▸ **EXERCISE OBJECTIVE**: The records that follow are to be reproduced verbatim.

(DATA SUPPLIED begins)

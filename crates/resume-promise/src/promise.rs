// SPDX-License-Identifier: (MIT OR Apache-2.0)
//! Promise/future pair over one write-once cell.
//!
//! `Promise` is the writing side, `Future` the reading side; both point at
//! the same `Cell`. The cell goes from `Pending` (holding registered
//! callbacks) to `Complete` exactly once. Completion hands every waiting
//! callback to the context it was registered with, in registration order.
//! Callbacks registered after completion run inline on the registering
//! thread.

use std::fmt;
use std::sync::{Arc, Condvar, Mutex, PoisonError};
use std::time::Duration;

use resume_core::{catch_panic, ContractError, Failure, Value};

use crate::exec::ExecContext;
use crate::lock;

type Callback<A> = Box<dyn FnOnce(Result<A, Failure>) + Send + 'static>;

enum State<A> {
    Pending(Vec<(Callback<A>, ExecContext)>),
    Complete(Result<A, Failure>),
}

struct Cell<A> {
    state: Mutex<State<A>>,
    /// Signalled once, when the state becomes `Complete`.
    completed: Condvar,
}

impl<A> Cell<A> {
    fn new(state: State<A>) -> Arc<Self> {
        Arc::new(Self {
            state: Mutex::new(state),
            completed: Condvar::new(),
        })
    }
}

/// Write-once slot. Dropping an uncompleted promise leaves its futures
/// pending forever.
pub struct Promise<A> {
    cell: Arc<Cell<A>>,
}

/// Read-only view of a promise's outcome. Clones share the cell.
pub struct Future<A> {
    cell: Arc<Cell<A>>,
}

impl<A> Clone for Future<A> {
    fn clone(&self) -> Self {
        Self {
            cell: self.cell.clone(),
        }
    }
}

impl<A: Value> Default for Promise<A> {
    fn default() -> Self {
        Self::new()
    }
}

impl<A: Value> Promise<A> {
    pub fn new() -> Self {
        Self {
            cell: Cell::new(State::Pending(Vec::new())),
        }
    }

    /// The future tied to this promise.
    pub fn future(&self) -> Future<A> {
        Future {
            cell: self.cell.clone(),
        }
    }

    pub fn is_completed(&self) -> bool {
        matches!(*lock(&self.cell.state), State::Complete(_))
    }

    /// Complete, failing loudly if already completed. The first outcome is
    /// kept either way.
    pub fn complete(&self, result: Result<A, Failure>) -> Result<(), ContractError> {
        if self.try_complete(result) {
            Ok(())
        } else {
            tracing::warn!("promise completed twice; keeping the first outcome");
            Err(ContractError::AlreadyCompleted)
        }
    }

    pub fn success(&self, value: A) -> Result<(), ContractError> {
        self.complete(Ok(value))
    }

    pub fn failure(&self, failure: Failure) -> Result<(), ContractError> {
        self.complete(Err(failure))
    }

    /// Complete if still pending. Returns whether this call won.
    pub fn try_complete(&self, result: Result<A, Failure>) -> bool {
        let callbacks = {
            let mut state = lock(&self.cell.state);
            let State::Pending(callbacks) = &mut *state else {
                return false;
            };
            let callbacks = std::mem::take(callbacks);
            *state = State::Complete(result.clone());
            callbacks
        };
        self.cell.completed.notify_all();

        tracing::debug!(
            failed = result.is_err(),
            callbacks = callbacks.len(),
            "promise completed"
        );
        // Dispatch outside the lock: inline contexts may re-enter the cell.
        for (callback, ctx) in callbacks {
            let result = result.clone();
            ctx.execute(move || callback(result));
        }
        true
    }
}

impl<A: Value> Future<A> {
    /// An already-resolved future.
    pub fn successful(value: A) -> Self {
        Self {
            cell: Cell::new(State::Complete(Ok(value))),
        }
    }

    pub fn failed(failure: Failure) -> Self {
        Self {
            cell: Cell::new(State::Complete(Err(failure))),
        }
    }

    /// Evaluate `f` under `ctx`. A panic in `f` becomes
    /// `Failure::Panicked`.
    pub fn spawn<F>(f: F, ctx: &ExecContext) -> Self
    where
        F: FnOnce() -> A + Send + 'static,
    {
        let promise = Promise::new();
        let future = promise.future();
        ctx.execute(move || {
            promise.try_complete(catch_panic(f));
        });
        future
    }

    /// The outcome, if resolved. Same answer on every call after resolution.
    pub fn value(&self) -> Option<Result<A, Failure>> {
        match &*lock(&self.cell.state) {
            State::Complete(result) => Some(result.clone()),
            State::Pending(_) => None,
        }
    }

    pub fn is_completed(&self) -> bool {
        matches!(*lock(&self.cell.state), State::Complete(_))
    }

    /// Run `k` exactly once with the outcome. Pending: queued and later
    /// dispatched through `ctx`. Already resolved: run inline, now. Either
    /// way a panic in `k` is logged and never reaches the caller.
    pub fn on_complete<K>(&self, k: K, ctx: &ExecContext)
    where
        K: FnOnce(Result<A, Failure>) + Send + 'static,
    {
        let mut state = lock(&self.cell.state);
        match &mut *state {
            State::Pending(callbacks) => {
                callbacks.push((Box::new(k), ctx.clone()));
                tracing::trace!(waiting = callbacks.len(), "continuation registered");
            }
            State::Complete(result) => {
                let result = result.clone();
                drop(state);
                tracing::trace!("future already resolved, continuing inline");
                if let Err(failure) = catch_panic(move || k(result)) {
                    tracing::warn!(error = %failure, "continuation panicked");
                }
            }
        }
    }

    /// A future resolving to `f` applied to this one's value. Failures pass
    /// through; a panic in `f` becomes a failure.
    pub fn map<B, F>(&self, f: F, ctx: &ExecContext) -> Future<B>
    where
        B: Value,
        F: FnOnce(A) -> B + Send + 'static,
    {
        let promise = Promise::new();
        let mapped = promise.future();
        self.on_complete(
            move |result| {
                promise.try_complete(result.and_then(|v| catch_panic(move || f(v))));
            },
            ctx,
        );
        mapped
    }

    /// Block the calling thread until resolved. For tests and synchronous
    /// edges; state machines use `on_complete`.
    pub fn wait(&self) -> Result<A, Failure> {
        let state = lock(&self.cell.state);
        let state = self
            .cell
            .completed
            .wait_while(state, |s| matches!(s, State::Pending(_)))
            .unwrap_or_else(PoisonError::into_inner);
        match &*state {
            State::Complete(result) => result.clone(),
            // wait_while only returns once the predicate is false.
            State::Pending(_) => unreachable!("woke while pending"),
        }
    }

    /// Like `wait`, giving up after `timeout`.
    pub fn wait_timeout(&self, timeout: Duration) -> Option<Result<A, Failure>> {
        let state = lock(&self.cell.state);
        let (state, _) = self
            .cell
            .completed
            .wait_timeout_while(state, timeout, |s| matches!(s, State::Pending(_)))
            .unwrap_or_else(PoisonError::into_inner);
        match &*state {
            State::Complete(result) => Some(result.clone()),
            State::Pending(_) => None,
        }
    }
}

impl<A> fmt::Debug for Future<A> {
    fn fmt(&self, f: &mut fmt::Formatter<'_>) -> fmt::Result {
        let resolved = matches!(*lock(&self.cell.state), State::Complete(_));
        f.debug_struct("Future").field("resolved", &resolved).finish()
    }
}

impl<A> fmt::Debug for Promise<A> {
    fn fmt(&self, f: &mut fmt::Formatter<'_>) -> fmt::Result {
        let completed = matches!(*lock(&self.cell.state), State::Complete(_));
        f.debug_struct("Promise").field("completed", &completed).finish()
    }
}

(DATA SUPPLIED ends)

▸ **WRITTEN REPLY**:
filename crates/resume-promise/src/promise.rs
// SPDX-License-Identifier: (MIT OR Apache-2.0)
//! Promise/future pair over one write-once cell.
//!
//! `Promise` is the writing side, `Future` the reading side; both point at
//! the same `Cell`. The cell goes from `Pending` (holding registered
//! callbacks) to `Complete` exactly once. Completion hands every waiting
//! callback to the context it was registered with, in registration order.
//! Callbacks registered after completion run inline on the registering
//! thread.

use std::fmt;
use std::sync::{Arc, Condvar, Mutex, PoisonError};
use std::time::Duration;

use resume_core::{catch_panic, ContractError, Failure, Value};

use crate::exec::ExecContext;
use crate::lock;

type Callback<A> = Box<dyn FnOnce(Result<A, Failure>) + Send + 'static>;

enum State<A> {
    Pending(Vec<(Callback<A>, ExecContext)>),
    Complete(Result<A, Failure>),
}

struct Cell<A> {
    state: Mutex<State<A>>,
    /// Signalled once, when the state becomes `Complete`.
    completed: Condvar,
}

impl<A> Cell<A> {
    fn new(state: State<A>) -> Arc<Self> {
        Arc::new(Self {
            state: Mutex::new(state),
            completed: Condvar::new(),
        })
    }
}

/// Write-once slot. Dropping an uncompleted promise leaves its futures
/// pending forever.
pub struct Promise<A> {
    cell: Arc<Cell<A>>,
}

/// Read-only view of a promise's outcome. Clones share the cell.
pub struct Future<A> {
    cell: Arc<Cell<A>>,
}

impl<A> Clone for Future<A> {
    fn clone(&self) -> Self {
        Self {
            cell: self.cell.clone(),
        }
    }
}

impl<A: Value> Default for Promise<A> {
    fn default() -> Self {
        Self::new()
    }
}

impl<A: Value> Promise<A> {
    pub fn new() -> Self {
        Self {
            cell: Cell::new(State::Pending(Vec::new())),
        }
    }

    /// The future tied to this promise.
    pub fn future(&self) -> Future<A> {
        Future {
            cell: self.cell.clone(),
        }
    }

    pub fn is_completed(&self) -> bool {
        matches!(*lock(&self.cell.state), State::Complete(_))
    }

    /// Complete, failing loudly if already completed. The first outcome is
    /// kept either way.
    pub fn complete(&self, result: Result<A, Failure>) -> Result<(), ContractError> {
        if self.try_complete(result) {
            Ok(())
        } else {
            tracing::warn!("promise completed twice; keeping the first outcome");
            Err(ContractError::AlreadyCompleted)
        }
    }

    pub fn success(&self, value: A) -> Result<(), ContractError> {
        self.complete(Ok(value))
    }

    pub fn failure(&self, failure: Failure) -> Result<(), ContractError> {
        self.complete(Err(failure))
    }

    /// Complete if still pending. Returns whether this call won.
    pub fn try_complete(&self, result: Result<A, Failure>) -> bool {
        let callbacks = {
            let mut state = lock(&self.cell.state);
            let State::Pending(callbacks) = &mut *state else {
                return false;
            };
            let callbacks = std::mem::take(callbacks);
            *state = State::Complete(result.clone());
            callbacks
        };
        self.cell.completed.notify_all();

        tracing::debug!(
            failed = result.is_err(),
            callbacks = callbacks.len(),
            "promise completed"
        );
        // Dispatch outside the lock: inline contexts may re-enter the cell.
        for (callback, ctx) in callbacks {
            let result = result.clone();
            ctx.execute(move || callback(result));
        }
        true
    }
}

impl<A: Value> Future<A> {
    /// An already-resolved future.
    pub fn successful(value: A) -> Self {
        Self {
            cell: Cell::new(State::Complete(Ok(value))),
        }
    }

    pub fn failed(failure: Failure) -> Self {
        Self {
            cell: Cell::new(State::Complete(Err(failure))),
        }
    }

    /// Evaluate `f` under `ctx`. A panic in `f` becomes
    /// `Failure::Panicked`.
    pub fn spawn<F>(f: F, ctx: &ExecContext) -> Self
    where
        F: FnOnce() -> A + Send + 'static,
    {
        let promise = Promise::new();
        let future = promise.future();
        ctx.execute(move || {
            promise.try_complete(catch_panic(f));
        });
        future
    }

    /// The outcome, if resolved. Same answer on every call after resolution.
    pub fn value(&self) -> Option<Result<A, Failure>> {
        match &*lock(&self.cell.state) {
            State::Complete(result) => Some(result.clone()),
            State::Pending(_) => None,
        }
    }

    pub fn is_completed(&self) -> bool {
        matches!(*lock(&self.cell.state), State::Complete(_))
    }

    /// Run `k` exactly once with the outcome. Pending: queued and later
    /// dispatched through `ctx`. Already resolved: run inline, now. Either
    /// way a panic in `k` is logged and never reaches the caller.
    pub fn on_complete<K>(&self, k: K, ctx: &ExecContext)
    where
        K: FnOnce(Result<A, Failure>) + Send + 'static,
    {
        let mut state = lock(&self.cell.state);
        match &mut *state {
            State::Pending(callbacks) => {
                callbacks.push((Box::new(k), ctx.clone()));
                tracing::trace!(waiting = callbacks.len(), "continuation registered");
            }
            State::Complete(result) => {
                let result = result.clone();
                drop(state);
                tracing::trace!("future already resolved, continuing inline");
                if let Err(failure) = catch_panic(move || k(result)) {
                    tracing::warn!(error = %failure, "continuation panicked");
                }
            }
        }
    }

    /// A future resolving to `f` applied to this one's value. Failures pass
    /// through; a panic in `f` becomes a failure.
    pub fn map<B, F>(&self, f: F, ctx: &ExecContext) -> Future<B>
    where
        B: Value,
        F: FnOnce(A) -> B + Send + 'static,
    {
        let promise = Promise::new();
        let mapped = promise.future();
        self.on_complete(
            move |result| {
                promise.try_complete(result.and_then(|v| catch_panic(move || f(v))));
            },
            ctx,
        );
        mapped
    }

    /// Block the calling thread until resolved. For tests and synchronous
    /// edges; state machines use `on_complete`.
    pub fn wait(&self) -> Result<A, Failure> {
        let state = lock(&self.cell.state);
        let state = self
            .cell
            .completed
            .wait_while(state, |s| matches!(s, State::Pending(_)))
            .unwrap_or_else(PoisonError::into_inner);
        match &*state {
            State::Complete(result) => result.clone(),
            // wait_while only returns once the predicate is false.
            State::Pending(_) => unreachable!("woke while pending"),
        }
    }

    /// Like `wait`, giving up after `timeout`.
    pub fn wait_timeout(&self, timeout: Duration) -> Option<Result<A, Failure>> {
        let state = lock(&self.cell.state);
        let (state, _) = self
            .cell
            .completed
            .wait_timeout_while(state, timeout, |s| matches!(s, State::Pending(_)))
            .unwrap_or_else(PoisonError::into_inner);
        match &*state {
            State::Complete(result) => Some(result.clone()),
            State::Pending(_) => None,
        }
    }
}

impl<A> fmt::Debug for Future<A> {
    fn fmt(&self, f: &mut fmt::Formatter<'_>) -> fmt::Result {
        let resolved = matches!(*lock(&self.cell.state), State::Complete(_));
        f.debug_struct("Future").field("resolved", &resolved).finish()
    }
}

impl<A> fmt::Debug for Promise<A> {
    fn fmt(&self, f: &mut fmt::Formatter<'_>) -> fmt::Result {
        let completed = matches!(*lock(&self.cell.state), State::Complete(_));
        f.debug_struct("Promise").field("completed", &completed).finish()
    }
}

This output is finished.